On April 7, 2020, the Ontario Government announced that effective immediately it was allowing legal cannabis stores to re-open, following a previous Emergency Order that had shut down stores during the COVID pandemic. The bad news? Customers cannot enter stores, at least not yet. The good news? Stores can now deliver cannabis or permit curb-side pick-up.
All retailers and retailer applicants should read the emergency rules on curbside pick-up and delivery implemented by the Ontario government. The provisions include MANDATORY requirements.
If you are completely new to the cannabis world, I highly recommend you read my piece on how to open a dispensary.
Let’s dive into the requirements through this handy FAQ I created. This applies ONLY to retail cannabis stores that have their Retail Store Authorization and are permitted by the AGCO to open in Ontario.
Can I use a third party like Dutchie to facility the delivery or pick-up of cannabis?
If third party payments processors are being used to facilitate payment online prior to delivery or curb-side pickup, that is permitted. That would ostensibly extend to a third party software that facilitates product selection prior to delivery. However, the AGCO is clear that third parties cannot be used “for the purpose of delivery.” That means that the delivery agent delivering the item must be a direct employee of the retail store. This also means you cannot use a service like Uber Eats to deliver the cannabis.
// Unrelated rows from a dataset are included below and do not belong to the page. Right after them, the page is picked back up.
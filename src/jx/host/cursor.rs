//! On-demand lexing over the shared source
//!
//! Host expressions are embedded in markup, so the text after an expression is usually not
//! valid host syntax. The cursor therefore never tokenizes ahead: each peek runs the logos
//! lexer from the current byte offset and stops after the tokens it needs. Backtracking is a
//! matter of restoring the offset.

use super::token::HostToken;
use super::HostParseError;
use logos::Logos;
use std::ops::Range;

/// A lexed token with its absolute byte span; `None` token means logos rejected the input
#[derive(Debug, Clone, PartialEq)]
pub struct Lexed {
    pub token: Option<HostToken>,
    pub span: Range<usize>,
}

impl Lexed {
    pub fn is(&self, token: &HostToken) -> bool {
        self.token.as_ref() == Some(token)
    }
}

#[derive(Debug, Clone, Copy)]
pub struct HostCursor<'s> {
    source: &'s str,
    pos: usize,
}

impl<'s> HostCursor<'s> {
    pub fn new(source: &'s str, pos: usize) -> Self {
        Self {
            source,
            pos: pos.min(source.len()),
        }
    }

    pub fn source(&self) -> &'s str {
        self.source
    }

    pub fn pos(&self) -> usize {
        self.pos
    }

    pub fn set_pos(&mut self, pos: usize) {
        self.pos = pos.min(self.source.len());
    }

    /// The `n`th token from the current position (0 is the next one)
    pub fn peek_nth(&self, n: usize) -> Option<Lexed> {
        let mut lexer = HostToken::lexer(&self.source[self.pos..]);
        let mut current = None;
        for _ in 0..=n {
            let token = lexer.next()?;
            let span = lexer.span();
            current = Some(Lexed {
                token: token.ok(),
                span: (self.pos + span.start)..(self.pos + span.end),
            });
        }
        current
    }

    pub fn peek(&self) -> Option<Lexed> {
        self.peek_nth(0)
    }

    pub fn peek_token(&self) -> Option<HostToken> {
        self.peek().and_then(|lexed| lexed.token)
    }

    pub fn at(&self, token: &HostToken) -> bool {
        self.peek().map(|lexed| lexed.is(token)).unwrap_or(false)
    }

    pub fn bump(&mut self) -> Option<Lexed> {
        let lexed = self.peek()?;
        self.pos = lexed.span.end;
        Some(lexed)
    }

    /// Consume `token` if it is next
    pub fn eat(&mut self, token: &HostToken) -> Option<Range<usize>> {
        match self.peek() {
            Some(lexed) if lexed.is(token) => {
                self.pos = lexed.span.end;
                Some(lexed.span)
            }
            _ => None,
        }
    }

    pub fn expect(&mut self, token: &HostToken, what: &str) -> Result<Range<usize>, HostParseError> {
        self.eat(token).ok_or_else(|| self.error(format!("expected {}", what)))
    }

    pub fn expect_identifier(&mut self) -> Result<(String, Range<usize>), HostParseError> {
        match self.peek() {
            Some(Lexed {
                token: Some(HostToken::Identifier(name)),
                span,
            }) => {
                self.pos = span.end;
                Ok((name, span))
            }
            _ => Err(self.error("expected identifier")),
        }
    }

    /// Offset of the next token, after whitespace and comments; the end of input if none
    pub fn next_token_start(&self) -> usize {
        self.peek()
            .map(|lexed| lexed.span.start)
            .unwrap_or(self.source.len())
    }

    pub fn at_end(&self) -> bool {
        self.peek().is_none()
    }

    /// Error positioned at the next token
    pub fn error(&self, message: impl Into<String>) -> HostParseError {
        HostParseError::new(message, self.next_token_start())
    }
}

#[cfg(test)]
mod tests {
    use super::*;

    #[test]
    fn test_peek_does_not_advance() {
        let cursor = HostCursor::new("a + b", 0);
        assert_eq!(cursor.peek_token(), Some(HostToken::Identifier("a".into())));
        assert_eq!(cursor.peek_nth(1).map(|l| l.span), Some(2..3));
        assert_eq!(cursor.pos(), 0);
    }

    #[test]
    fn test_bump_and_eat() {
        let mut cursor = HostCursor::new("f(x)", 0);
        assert!(cursor.bump().is_some());
        assert_eq!(cursor.eat(&HostToken::LParen), Some(1..2));
        assert_eq!(cursor.eat(&HostToken::RParen), None);
        assert_eq!(cursor.pos(), 2);
    }

    #[test]
    fn test_spans_are_absolute() {
        let cursor = HostCursor::new("<p>{ count }</p>", 4);
        let lexed = cursor.peek().unwrap();
        assert_eq!(lexed.span, 5..10);
        assert_eq!(cursor.next_token_start(), 5);
    }

    #[test]
    fn test_next_token_start_skips_comments() {
        let cursor = HostCursor::new("x /* note */ }", 1);
        assert_eq!(cursor.next_token_start(), 13);
    }

    #[test]
    fn test_rejected_input_is_reported_as_none_token() {
        let cursor = HostCursor::new("#", 0);
        let lexed = cursor.peek().unwrap();
        assert_eq!(lexed.token, None);
    }
}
Who can deliver the cannabis products on the store’s behalf?
Only direct employees of the licence holder of the retail store can deliver the cannabis products. And these individuals must have their CanSell certification.
Do I have to deliver to a residential address or can I deliver to a person’s place of work? How far away from my location can I deliver to?
You must deliver to a residential address but there is no restriction on how far away it can be from your store as long as it is in Ontario. You must ensure the delivery driver is a direct employee of the store and you cannot use third-parties to deliver. So theoretically, you can deliver to the other side of Ontario – as long as you follow those conditions. Unless you want to pay your employee to do that, it’s not really practical.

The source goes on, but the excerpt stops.